Material for this task:
= = = = =

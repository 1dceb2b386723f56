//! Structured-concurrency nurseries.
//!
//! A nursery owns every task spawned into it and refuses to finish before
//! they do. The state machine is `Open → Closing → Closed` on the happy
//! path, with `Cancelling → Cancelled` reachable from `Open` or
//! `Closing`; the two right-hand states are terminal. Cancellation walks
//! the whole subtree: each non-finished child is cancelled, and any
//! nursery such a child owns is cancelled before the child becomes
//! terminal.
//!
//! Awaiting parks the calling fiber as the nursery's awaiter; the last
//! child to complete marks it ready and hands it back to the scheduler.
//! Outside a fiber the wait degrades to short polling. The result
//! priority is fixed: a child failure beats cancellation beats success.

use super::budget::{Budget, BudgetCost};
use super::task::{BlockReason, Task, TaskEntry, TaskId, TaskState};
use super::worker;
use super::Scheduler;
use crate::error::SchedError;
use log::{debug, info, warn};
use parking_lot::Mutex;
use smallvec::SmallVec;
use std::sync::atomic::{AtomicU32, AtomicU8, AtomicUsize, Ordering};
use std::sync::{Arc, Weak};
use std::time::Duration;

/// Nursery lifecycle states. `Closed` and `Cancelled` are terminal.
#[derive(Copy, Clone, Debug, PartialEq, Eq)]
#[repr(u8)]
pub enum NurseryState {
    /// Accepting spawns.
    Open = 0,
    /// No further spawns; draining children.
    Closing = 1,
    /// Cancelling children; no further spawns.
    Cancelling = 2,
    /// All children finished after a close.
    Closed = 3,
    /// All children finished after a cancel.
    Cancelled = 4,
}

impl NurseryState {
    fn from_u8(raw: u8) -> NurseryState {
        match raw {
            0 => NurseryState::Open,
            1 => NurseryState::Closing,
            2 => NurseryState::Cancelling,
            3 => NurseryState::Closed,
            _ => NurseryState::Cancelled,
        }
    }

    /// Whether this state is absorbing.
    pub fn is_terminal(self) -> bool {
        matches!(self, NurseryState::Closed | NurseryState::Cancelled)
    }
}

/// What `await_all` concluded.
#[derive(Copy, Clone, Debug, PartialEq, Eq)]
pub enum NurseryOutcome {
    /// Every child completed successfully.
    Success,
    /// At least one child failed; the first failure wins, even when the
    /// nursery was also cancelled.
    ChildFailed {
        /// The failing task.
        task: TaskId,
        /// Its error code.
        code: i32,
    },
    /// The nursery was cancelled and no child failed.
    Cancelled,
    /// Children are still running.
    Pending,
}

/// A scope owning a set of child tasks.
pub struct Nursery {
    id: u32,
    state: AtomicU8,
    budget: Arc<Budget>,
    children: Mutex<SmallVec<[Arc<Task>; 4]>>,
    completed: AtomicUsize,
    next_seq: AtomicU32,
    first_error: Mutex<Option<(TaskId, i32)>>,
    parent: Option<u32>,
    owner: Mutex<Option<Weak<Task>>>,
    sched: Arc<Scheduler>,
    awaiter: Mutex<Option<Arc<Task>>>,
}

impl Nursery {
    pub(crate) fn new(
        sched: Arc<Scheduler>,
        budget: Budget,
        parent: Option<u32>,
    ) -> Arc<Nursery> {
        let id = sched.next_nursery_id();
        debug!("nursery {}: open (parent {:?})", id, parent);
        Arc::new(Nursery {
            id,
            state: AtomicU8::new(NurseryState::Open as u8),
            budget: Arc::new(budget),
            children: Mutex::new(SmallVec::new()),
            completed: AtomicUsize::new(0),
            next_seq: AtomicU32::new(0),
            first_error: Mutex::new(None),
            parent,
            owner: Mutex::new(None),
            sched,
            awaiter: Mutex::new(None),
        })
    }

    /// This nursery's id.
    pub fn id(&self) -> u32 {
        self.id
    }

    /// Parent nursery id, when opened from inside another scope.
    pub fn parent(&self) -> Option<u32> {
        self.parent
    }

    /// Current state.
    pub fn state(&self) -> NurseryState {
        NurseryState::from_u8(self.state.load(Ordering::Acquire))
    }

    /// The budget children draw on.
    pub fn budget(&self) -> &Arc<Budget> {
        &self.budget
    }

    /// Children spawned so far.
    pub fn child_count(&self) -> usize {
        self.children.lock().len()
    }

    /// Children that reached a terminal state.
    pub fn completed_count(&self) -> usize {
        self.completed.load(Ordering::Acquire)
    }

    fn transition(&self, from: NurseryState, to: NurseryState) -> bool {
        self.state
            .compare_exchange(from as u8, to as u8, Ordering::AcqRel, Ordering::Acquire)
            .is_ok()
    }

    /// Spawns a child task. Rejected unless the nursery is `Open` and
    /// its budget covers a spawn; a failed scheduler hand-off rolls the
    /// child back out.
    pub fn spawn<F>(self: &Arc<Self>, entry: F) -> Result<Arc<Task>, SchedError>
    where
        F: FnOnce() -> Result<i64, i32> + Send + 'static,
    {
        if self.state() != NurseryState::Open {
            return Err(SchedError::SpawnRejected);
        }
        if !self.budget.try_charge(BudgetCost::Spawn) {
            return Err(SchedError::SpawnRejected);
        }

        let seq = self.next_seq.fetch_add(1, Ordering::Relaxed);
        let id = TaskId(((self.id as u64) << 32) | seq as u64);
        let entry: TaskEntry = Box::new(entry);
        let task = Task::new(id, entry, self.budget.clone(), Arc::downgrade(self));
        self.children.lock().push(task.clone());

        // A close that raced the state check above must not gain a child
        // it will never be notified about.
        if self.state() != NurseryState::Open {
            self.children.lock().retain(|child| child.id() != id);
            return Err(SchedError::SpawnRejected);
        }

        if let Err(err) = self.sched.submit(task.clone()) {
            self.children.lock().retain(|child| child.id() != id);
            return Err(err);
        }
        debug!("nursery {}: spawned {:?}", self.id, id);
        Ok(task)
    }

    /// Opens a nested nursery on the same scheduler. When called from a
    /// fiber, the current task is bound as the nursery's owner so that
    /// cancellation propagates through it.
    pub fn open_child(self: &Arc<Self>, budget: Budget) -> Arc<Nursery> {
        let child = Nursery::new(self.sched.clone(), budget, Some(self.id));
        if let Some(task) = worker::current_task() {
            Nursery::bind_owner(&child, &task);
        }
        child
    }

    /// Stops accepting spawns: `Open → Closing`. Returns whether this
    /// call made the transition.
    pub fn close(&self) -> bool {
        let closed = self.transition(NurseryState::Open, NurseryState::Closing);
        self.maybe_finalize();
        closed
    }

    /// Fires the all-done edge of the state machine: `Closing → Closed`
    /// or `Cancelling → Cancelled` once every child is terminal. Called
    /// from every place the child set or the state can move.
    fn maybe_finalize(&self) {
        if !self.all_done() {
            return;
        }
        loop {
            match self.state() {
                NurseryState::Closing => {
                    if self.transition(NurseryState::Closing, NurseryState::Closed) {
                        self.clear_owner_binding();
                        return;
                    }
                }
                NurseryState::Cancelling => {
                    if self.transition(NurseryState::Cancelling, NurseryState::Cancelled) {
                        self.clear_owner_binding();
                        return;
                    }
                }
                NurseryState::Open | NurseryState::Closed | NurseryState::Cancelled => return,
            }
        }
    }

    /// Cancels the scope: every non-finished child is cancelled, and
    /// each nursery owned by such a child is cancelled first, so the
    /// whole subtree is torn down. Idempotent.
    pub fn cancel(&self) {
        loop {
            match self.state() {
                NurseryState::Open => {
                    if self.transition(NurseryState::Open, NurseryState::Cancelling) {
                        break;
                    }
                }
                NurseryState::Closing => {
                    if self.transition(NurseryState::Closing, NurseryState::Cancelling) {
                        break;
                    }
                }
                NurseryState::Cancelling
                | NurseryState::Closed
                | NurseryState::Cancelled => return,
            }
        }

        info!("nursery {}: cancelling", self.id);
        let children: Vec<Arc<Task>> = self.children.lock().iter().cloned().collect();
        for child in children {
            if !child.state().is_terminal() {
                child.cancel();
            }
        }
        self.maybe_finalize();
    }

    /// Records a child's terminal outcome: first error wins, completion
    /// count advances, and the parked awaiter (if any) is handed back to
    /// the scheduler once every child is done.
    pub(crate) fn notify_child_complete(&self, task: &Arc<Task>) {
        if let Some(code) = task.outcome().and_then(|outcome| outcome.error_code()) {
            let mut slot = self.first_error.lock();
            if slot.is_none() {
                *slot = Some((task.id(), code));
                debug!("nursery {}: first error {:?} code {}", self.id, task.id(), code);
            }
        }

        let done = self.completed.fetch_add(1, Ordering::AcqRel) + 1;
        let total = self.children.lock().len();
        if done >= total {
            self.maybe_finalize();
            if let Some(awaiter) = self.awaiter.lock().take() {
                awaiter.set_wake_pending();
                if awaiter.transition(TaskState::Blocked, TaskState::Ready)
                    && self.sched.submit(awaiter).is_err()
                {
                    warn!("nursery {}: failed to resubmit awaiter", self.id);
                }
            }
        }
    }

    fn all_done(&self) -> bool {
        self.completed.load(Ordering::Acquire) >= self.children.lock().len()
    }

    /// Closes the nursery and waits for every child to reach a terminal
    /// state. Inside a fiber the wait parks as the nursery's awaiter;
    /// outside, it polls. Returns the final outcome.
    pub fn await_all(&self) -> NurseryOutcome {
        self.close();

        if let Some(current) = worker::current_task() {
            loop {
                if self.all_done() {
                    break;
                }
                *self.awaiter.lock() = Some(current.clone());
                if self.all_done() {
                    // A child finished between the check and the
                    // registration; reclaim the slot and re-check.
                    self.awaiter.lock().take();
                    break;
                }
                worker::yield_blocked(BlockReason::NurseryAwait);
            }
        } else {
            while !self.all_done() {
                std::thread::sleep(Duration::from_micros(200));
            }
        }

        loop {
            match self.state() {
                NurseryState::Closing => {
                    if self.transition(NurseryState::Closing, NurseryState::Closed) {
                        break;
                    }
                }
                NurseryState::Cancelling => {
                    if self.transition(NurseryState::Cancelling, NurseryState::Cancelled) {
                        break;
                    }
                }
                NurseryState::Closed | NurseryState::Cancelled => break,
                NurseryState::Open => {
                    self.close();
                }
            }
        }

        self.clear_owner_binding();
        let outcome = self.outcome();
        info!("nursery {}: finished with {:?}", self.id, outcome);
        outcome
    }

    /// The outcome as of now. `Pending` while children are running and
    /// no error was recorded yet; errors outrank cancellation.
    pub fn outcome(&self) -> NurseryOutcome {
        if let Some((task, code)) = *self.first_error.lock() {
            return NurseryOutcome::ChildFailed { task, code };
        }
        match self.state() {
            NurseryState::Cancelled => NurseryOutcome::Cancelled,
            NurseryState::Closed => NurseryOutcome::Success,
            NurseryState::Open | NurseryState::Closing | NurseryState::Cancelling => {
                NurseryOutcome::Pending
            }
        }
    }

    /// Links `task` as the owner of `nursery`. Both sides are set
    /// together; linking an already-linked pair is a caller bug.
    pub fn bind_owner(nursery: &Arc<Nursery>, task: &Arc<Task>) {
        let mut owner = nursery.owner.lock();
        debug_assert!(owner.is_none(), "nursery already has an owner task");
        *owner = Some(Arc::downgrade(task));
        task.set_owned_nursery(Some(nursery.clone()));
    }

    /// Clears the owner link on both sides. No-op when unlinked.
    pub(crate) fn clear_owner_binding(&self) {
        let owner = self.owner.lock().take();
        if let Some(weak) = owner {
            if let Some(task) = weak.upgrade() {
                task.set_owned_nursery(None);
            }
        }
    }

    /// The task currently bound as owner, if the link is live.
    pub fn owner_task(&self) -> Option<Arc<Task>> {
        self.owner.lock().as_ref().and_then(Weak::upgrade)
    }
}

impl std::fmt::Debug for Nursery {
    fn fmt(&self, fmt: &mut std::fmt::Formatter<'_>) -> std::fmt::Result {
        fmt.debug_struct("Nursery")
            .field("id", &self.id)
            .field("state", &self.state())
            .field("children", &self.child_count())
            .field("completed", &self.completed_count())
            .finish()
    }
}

= = = = =

Work request:
Write out a verbatim copy of the data, beginning with its first line and ending with the line that contains "terminal. Cancellation walks".

Solution to the exercise:
repository 1dceb2b386723f56
//! Structured-concurrency nurseries.
//!
//! A nursery owns every task spawned into it and refuses to finish before
//! they do. The state machine is `Open → Closing → Closed` on the happy
//! path, with `Cancelling → Cancelled` reachable from `Open` or
//! `Closing`; the two right-hand states are terminal. Cancellation walks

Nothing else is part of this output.